Because of how important it is to reach healthcare professionals as well as the public with this information, the FDA is also issuing a Drug Safety Communication. By requiring Medication Guides for patients and issuing the Communication, the agency is also providing information for any person taking, or who knows someone who is taking, either of these kinds of medicines and encourages them to improve their understanding of the risks of combining them. The information also encourages healthcare providers, when medically necessary, to take care to prescribe the medications only as directed and not to increase either the dose or the frequency of the dose for either drug.

An opioid analgesic is a powerful medication that reduces pain. Brand and generic prescription oxycodone, hydrocodone, and morphine fall into this category, along with other drugs. Certain medications of this type are also approved to treat cough as well as pain. Benzodiazepines, on the other hand, are usually prescribed to treat neurological and/or psychological conditions, such as anxiety, insomnia, and seizure disorders.

The past two decades have seen significant increases in the misuse and abuse of opioid analgesics in the U.S. This is a public health concern because of the risk of coma and fatal respiratory depression that is associated with overdosing on these medications.

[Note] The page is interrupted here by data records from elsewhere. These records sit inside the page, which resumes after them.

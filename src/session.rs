//! Editing session on top of the tree model.
//!
//! `SessionStore` owns the tree during an editing session and keeps tab
//! state (open files, working buffers, dirty flags, active file) consistent
//! with it under arbitrary structural edits. Tree errors propagate unchanged
//! to the caller; no silent recovery happens here.

use serde::{Deserialize, Serialize};

use crate::error::{Error, Result};
use crate::tree::{self, FileNode, FolderNode, Node};

/// Identifier of an open file: its `/`-joined path within the tree.
pub type FileId = String;

/// Per-tab state for one open file.
///
/// `content` is the working buffer and may diverge from the tree node's
/// content until the file is saved.
#[derive(Debug, Clone, PartialEq, Serialize, Deserialize)]
pub struct OpenFileSession {
    pub file_id: FileId,
    pub content: String,
    pub has_unsaved_changes: bool,
}

/// Stateful layer tracking open files over a tree.
#[derive(Debug, Clone)]
pub struct SessionStore {
    tree: FolderNode,
    open_files: Vec<OpenFileSession>,
    active: Option<FileId>,
    playground_id: Option<String>,
}

impl SessionStore {
    /// Creates a session over an initial tree with no files open.
    pub fn new(tree: FolderNode) -> Self {
        Self {
            tree,
            open_files: Vec::new(),
            active: None,
            playground_id: None,
        }
    }

    /// The current tree.
    pub fn tree(&self) -> &FolderNode {
        &self.tree
    }

    /// Open files in the order they were opened.
    pub fn open_files(&self) -> &[OpenFileSession] {
        &self.open_files
    }

    /// The active file's id, if any file is active.
    pub fn active_file_id(&self) -> Option<&FileId> {
        self.active.as_ref()
    }

    /// The active file's session, if any.
    pub fn active_file(&self) -> Option<&OpenFileSession> {
        let active = self.active.as_ref()?;
        self.open_files.iter().find(|f| &f.file_id == active)
    }

    /// Returns true if any open file has unsaved changes.
    pub fn has_unsaved_changes(&self) -> bool {
        self.open_files.iter().any(|f| f.has_unsaved_changes)
    }

    /// Switches the playground this session edits.
    ///
    /// Switching to a different id resets the whole tab session; working
    /// buffers that were never saved are discarded.
    pub fn set_playground_id(&mut self, id: impl Into<String>) {
        let id = id.into();
        if self.playground_id.as_deref() != Some(id.as_str()) {
            self.open_files.clear();
            self.active = None;
        }
        self.playground_id = Some(id);
    }

    /// Opens the file at `path`, making it active.
    ///
    /// An already-open file just becomes active; its working buffer is kept.
    /// Otherwise a new session is appended, seeded from the tree's current
    /// content.
    pub fn open_file(&mut self, path: &str) -> Result<()> {
        if self.open_files.iter().any(|f| f.file_id == path) {
            self.active = Some(path.to_string());
            return Ok(());
        }

        let node = tree::find_node(&self.tree, path).ok_or_else(|| Error::NotFound {
            path: path.to_string(),
        })?;
        let file = match node {
            Node::File(file) => file,
            Node::Folder(_) => {
                return Err(Error::TargetIsFolder {
                    path: path.to_string(),
                })
            }
        };

        self.open_files.push(OpenFileSession {
            file_id: path.to_string(),
            content: file.content.clone(),
            has_unsaved_changes: false,
        });
        self.active = Some(path.to_string());
        Ok(())
    }

    /// Closes an open file, discarding its working buffer.
    ///
    /// If it was active, activation falls to the most recently opened
    /// remaining file, or none.
    pub fn close_file(&mut self, file_id: &str) {
        self.open_files.retain(|f| f.file_id != file_id);
        if self.active.as_deref() == Some(file_id) {
            self.active = self.open_files.last().map(|f| f.file_id.clone());
        }
    }

    /// Closes every open file and clears activation.
    ///
    /// Unsaved working buffers are discarded; content already saved into the
    /// tree is unaffected.
    pub fn close_all(&mut self) {
        self.open_files.clear();
        self.active = None;
    }

    /// Sets the active file. No-op when the file is not open.
    pub fn set_active_file(&mut self, file_id: &str) {
        if self.open_files.iter().any(|f| f.file_id == file_id) {
            self.active = Some(file_id.to_string());
        }
    }

    /// Overwrites the working buffer of an open file and marks it dirty.
    ///
    /// Byte-identical writes are not special-cased: any call marks the file
    /// dirty.
    pub fn update_content(&mut self, file_id: &str, content: impl Into<String>) -> Result<()> {
        let session = self
            .open_files
            .iter_mut()
            .find(|f| f.file_id == file_id)
            .ok_or_else(|| Error::NotFound {
                path: file_id.to_string(),
            })?;
        session.content = content.into();
        session.has_unsaved_changes = true;
        Ok(())
    }

    /// Persists an open file's working buffer into the tree and clears its
    /// dirty flag.
    pub fn save_file(&mut self, file_id: &str) -> Result<()> {
        let session = self
            .open_files
            .iter()
            .find(|f| f.file_id == file_id)
            .ok_or_else(|| Error::NotFound {
                path: file_id.to_string(),
            })?;

        let updated = tree::set_content(&self.tree, file_id, &session.content)?;
        self.tree = updated;
        if let Some(session) = self.open_files.iter_mut().find(|f| f.file_id == file_id) {
            session.has_unsaved_changes = false;
        }
        Ok(())
    }

    /// Saves every dirty open file.
    ///
    /// Atomic with respect to observers: the tree and the dirty flags only
    /// change if every save succeeds.
    pub fn save_all(&mut self) -> Result<()> {
        let mut tree = self.tree.clone();
        for session in self.open_files.iter().filter(|f| f.has_unsaved_changes) {
            tree = tree::set_content(&tree, &session.file_id, &session.content)?;
        }
        self.tree = tree;
        for session in &mut self.open_files {
            session.has_unsaved_changes = false;
        }
        Ok(())
    }

    /// Creates an empty file under `parent_path`.
    pub fn add_file(&mut self, parent_path: &str, name: &str, extension: &str) -> Result<()> {
        let node = Node::File(FileNode::new(name, extension));
        self.tree = tree::insert(&self.tree, parent_path, node)?;
        Ok(())
    }

    /// Creates an empty folder under `parent_path`.
    pub fn add_folder(&mut self, parent_path: &str, name: &str) -> Result<()> {
        let node = Node::Folder(FolderNode::new(name));
        self.tree = tree::insert(&self.tree, parent_path, node)?;
        Ok(())
    }

    /// Deletes the file at `path`; if it was open, its tab is closed.
    pub fn delete_file(&mut self, path: &str) -> Result<()> {
        self.tree = tree::remove(&self.tree, path)?;
        self.close_file(path);
        Ok(())
    }

    /// Deletes the folder at `path` with its whole subtree; tabs of files
    /// underneath it are closed.
    pub fn delete_folder(&mut self, path: &str) -> Result<()> {
        self.tree = tree::remove(&self.tree, path)?;
        let prefix = format!("{}/", path);
        self.open_files.retain(|f| !f.file_id.starts_with(&prefix));
        if let Some(active) = &self.active {
            if active.starts_with(&prefix) {
                self.active = self.open_files.last().map(|f| f.file_id.clone());
            }
        }
        Ok(())
    }

    /// Renames the file at `path`. An open tab keeps its buffer and dirty
    /// state under the new identity.
    pub fn rename_file(
        &mut self,
        path: &str,
        new_name: &str,
        new_extension: Option<&str>,
    ) -> Result<()> {
        // The kept extension comes from the node itself, not the path: an
        // extensionless file may have a dot in its name (e.g. `v1.2`).
        let kept_extension = match tree::find_node(&self.tree, path) {
            Some(Node::File(file)) => file.extension.clone(),
            _ => String::new(),
        };
        self.tree = tree::rename(&self.tree, path, new_name, new_extension)?;
        let extension = new_extension.unwrap_or(&kept_extension);
        let leaf = if extension.is_empty() {
            new_name.to_string()
        } else {
            format!("{}.{}", new_name, extension)
        };
        let new_id = replace_leaf(path, &leaf);
        if let Some(session) = self.open_files.iter_mut().find(|f| f.file_id == path) {
            session.file_id = new_id.clone();
        }
        if self.active.as_deref() == Some(path) {
            self.active = Some(new_id);
        }
        Ok(())
    }

    /// Renames the folder at `path`, rewriting the path prefix of every open
    /// file underneath it without touching dirty state.
    pub fn rename_folder(&mut self, path: &str, new_name: &str) -> Result<()> {
        self.tree = tree::rename(&self.tree, path, new_name, None)?;
        let new_path = replace_leaf(path, new_name);
        let old_prefix = format!("{}/", path);
        let new_prefix = format!("{}/", new_path);
        for session in &mut self.open_files {
            if let Some(rest) = session.file_id.strip_prefix(&old_prefix) {
                session.file_id = format!("{}{}", new_prefix, rest);
            }
        }
        if let Some(active) = self.active.take() {
            self.active = Some(match active.strip_prefix(&old_prefix) {
                Some(rest) => format!("{}{}", new_prefix, rest),
                None => active,
            });
        }
        Ok(())
    }

    /// Replaces the whole tree, e.g. on initial load. Resets open files.
    pub fn replace_tree(&mut self, tree: FolderNode) {
        self.tree = tree;
        self.open_files.clear();
        self.active = None;
    }
}
//! Start-command detection from the mounted `package.json`.
//!
//! The manifest is always read back from the sandbox filesystem rather than
//! the in-memory tree, so the decision reflects what was actually mounted.

use serde_json::Value;

use crate::error::{Error, Result};

/// The commands required to bring the project's server up, as npm argv
/// tails.
#[derive(Debug, Clone, PartialEq, Eq)]
pub struct StartPlan {
    /// Mandatory build step, present only when no `dev` script exists but a
    /// `build` script does.
    pub build: Option<Vec<String>>,
    /// The long-running server command.
    pub start: Vec<String>,
}

/// Determines the start plan from raw `package.json` text.
///
/// Policy: a `dev` script wins outright and never triggers a build; else a
/// `start` script is used, preceded by `build` when one is declared; with
/// neither, the project cannot be previewed (`NoStartCommand`). Empty input
/// is treated as an empty manifest.
pub fn detect_start_plan(package_json: &str) -> Result<StartPlan> {
    let manifest: Value = if package_json.trim().is_empty() {
        Value::Object(Default::default())
    } else {
        serde_json::from_str(package_json).map_err(|e| Error::ManifestInvalid(e.to_string()))?
    };

    let scripts = manifest.get("scripts").and_then(Value::as_object);
    let has = |name: &str| {
        scripts
            .and_then(|s| s.get(name))
            .and_then(Value::as_str)
            .is_some_and(|s| !s.is_empty())
    };

    if has("dev") {
        return Ok(StartPlan {
            build: None,
            start: vec!["run".to_string(), "dev".to_string()],
        });
    }

    if has("start") {
        let build = has("build").then(|| vec!["run".to_string(), "build".to_string()]);
        return Ok(StartPlan {
            build,
            start: vec!["run".to_string(), "start".to_string()],
        });
    }

    Err(Error::NoStartCommand)
}
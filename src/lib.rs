//! Treehouse - virtual project trees with sandboxed live previews
//!
//! This library models a browser-style code playground: an in-memory project
//! tree with editing sessions, and an orchestrator that mounts the tree into
//! a sandbox runtime, installs dependencies, starts the dev server, and
//! publishes a cache-busted preview URL when the server comes up.

pub mod config;
pub mod error;
pub mod manifest;
pub mod orchestrator;
pub mod persist;
pub mod relay;
pub mod runtime;
pub mod session;
pub mod transform;
pub mod tree;

pub use config::{BootstrapConfig, Validate, ValidationResult};
pub use error::{Error, Result};
pub use manifest::{detect_start_plan, StartPlan};
pub use orchestrator::{BootstrapOrchestrator, Phase, PreviewUpdate};
pub use persist::{MemoryStore, Playground, TemplateSource, TreeStore};
pub use relay::OutputRelay;
pub use runtime::{LocalRuntime, ProcessHandle, SandboxRuntime, ServerReady};
pub use session::{OpenFileSession, SessionStore};
pub use transform::flatten;
pub use tree::{FileNode, FolderNode, Node};
//! Persistence and template boundaries.
//!
//! The crate does not own storage. `TreeStore` and `TemplateSource` are the
//! two seams a host wires up; `MemoryStore` implements both for tests and
//! the demo binary. Failures surface verbatim, nothing here retries.

use std::collections::HashMap;
use std::sync::Mutex;

use async_trait::async_trait;

use crate::error::{Error, Result};
use crate::tree::FolderNode;

/// Durable storage for playground project trees, keyed by playground id.
#[async_trait]
pub trait TreeStore: Send + Sync {
    /// Loads a previously saved tree. `Ok(None)` means the playground has
    /// never been saved, which is not an error.
    async fn load_tree(&self, playground_id: &str) -> Result<Option<FolderNode>>;

    async fn save_tree(&self, playground_id: &str, tree: &FolderNode) -> Result<()>;
}

/// Source of starter trees for new playgrounds.
#[async_trait]
pub trait TemplateSource: Send + Sync {
    async fn initial_tree(&self, template: &str) -> Result<FolderNode>;
}

/// In-memory store for tests and the demo binary. Templates are registered
/// up front; saved trees live in a map.
#[derive(Default)]
pub struct MemoryStore {
    trees: Mutex<HashMap<String, FolderNode>>,
    templates: Mutex<HashMap<String, FolderNode>>,
}

impl MemoryStore {
    pub fn new() -> Self {
        Self::default()
    }

    pub fn register_template(&self, name: impl Into<String>, tree: FolderNode) {
        self.templates
            .lock()
            .unwrap_or_else(|e| e.into_inner())
            .insert(name.into(), tree);
    }
}

#[async_trait]
impl TreeStore for MemoryStore {
    async fn load_tree(&self, playground_id: &str) -> Result<Option<FolderNode>> {
        let trees = self.trees.lock().unwrap_or_else(|e| e.into_inner());
        Ok(trees.get(playground_id).cloned())
    }

    async fn save_tree(&self, playground_id: &str, tree: &FolderNode) -> Result<()> {
        let mut trees = self.trees.lock().unwrap_or_else(|e| e.into_inner());
        trees.insert(playground_id.to_string(), tree.clone());
        Ok(())
    }
}

#[async_trait]
impl TemplateSource for MemoryStore {
    async fn initial_tree(&self, template: &str) -> Result<FolderNode> {
        let templates = self.templates.lock().unwrap_or_else(|e| e.into_inner());
        templates
            .get(template)
            .cloned()
            .ok_or_else(|| Error::Persistence(format!("unknown template '{}'", template)))
    }
}

#[async_trait]
impl<S: TreeStore + ?Sized> TreeStore for std::sync::Arc<S> {
    async fn load_tree(&self, playground_id: &str) -> Result<Option<FolderNode>> {
        (**self).load_tree(playground_id).await
    }

    async fn save_tree(&self, playground_id: &str, tree: &FolderNode) -> Result<()> {
        (**self).save_tree(playground_id, tree).await
    }
}

#[async_trait]
impl<T: TemplateSource + ?Sized> TemplateSource for std::sync::Arc<T> {
    async fn initial_tree(&self, template: &str) -> Result<FolderNode> {
        (**self).initial_tree(template).await
    }
}

/// Couples a playground id to its store and template source: load what was
/// saved, fall back to the template for a fresh playground.
pub struct Playground<S, T> {
    store: S,
    templates: T,
    playground_id: String,
    template: String,
}

impl<S: TreeStore, T: TemplateSource> Playground<S, T> {
    pub fn new(
        store: S,
        templates: T,
        playground_id: impl Into<String>,
        template: impl Into<String>,
    ) -> Self {
        Self {
            store,
            templates,
            playground_id: playground_id.into(),
            template: template.into(),
        }
    }

    pub fn playground_id(&self) -> &str {
        &self.playground_id
    }

    /// The tree to open the playground with: the saved copy when one exists,
    /// otherwise the template's starter tree.
    pub async fn load(&self) -> Result<FolderNode> {
        if let Some(saved) = self.store.load_tree(&self.playground_id).await? {
            tracing::debug!(playground = %self.playground_id, "loaded saved tree");
            return Ok(saved);
        }
        tracing::debug!(
            playground = %self.playground_id,
            template = %self.template,
            "no saved tree; using template"
        );
        self.templates.initial_tree(&self.template).await
    }

    pub async fn save(&self, tree: &FolderNode) -> Result<()> {
        self.store.save_tree(&self.playground_id, tree).await
    }
}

Both benzodiazepines and opioid analgesics have the effect of depressing the central nervous system, but each has unique pharmacology, safety risks, and labeling information. For this reason, opioid analgesics, benzodiazepines, and prescription opioid cough products are now required to be labeled slightly differently. Furthermore, because patients who are undergoing medication-assisted therapy (MAT) treatment for opioid addition and dependence have unique medical needs and benefit/risk considerations, the FDA will continue examining all available evidence on using benzodiazepines and opioids as part of MAT.

Data reviewed by the agency indicated that doctors have been prescribing the medications together more and more often, which has been associated with negative outcomes to patients. From 2004 through 2011, the number of visits to emergency rooms for the non-medical use of both medications rose significantly, and the number of deaths resulting from overdoses involving both almost tripled. Between 2002 and 2014, the number of patients prescribed both types rose by 41 percent, which means that there was an increase of more than two and a half million in the number of opioid analgesic patients who also received benzodiazepines.

"Working with the health care community and federal and state partners to help reduce opioid misuse and abuse and improve appropriate opioid prescribing, while ensuring that patients in pain continue to have appropriate access to opioid analgesics, is a top priority for the FDA and part of [the Department of Health and Human Services's] targeted approach focused on prevention, treatment, and intervention," said the FDA.

"The agency is committed to continuing to monitor these products and take further actions as needed."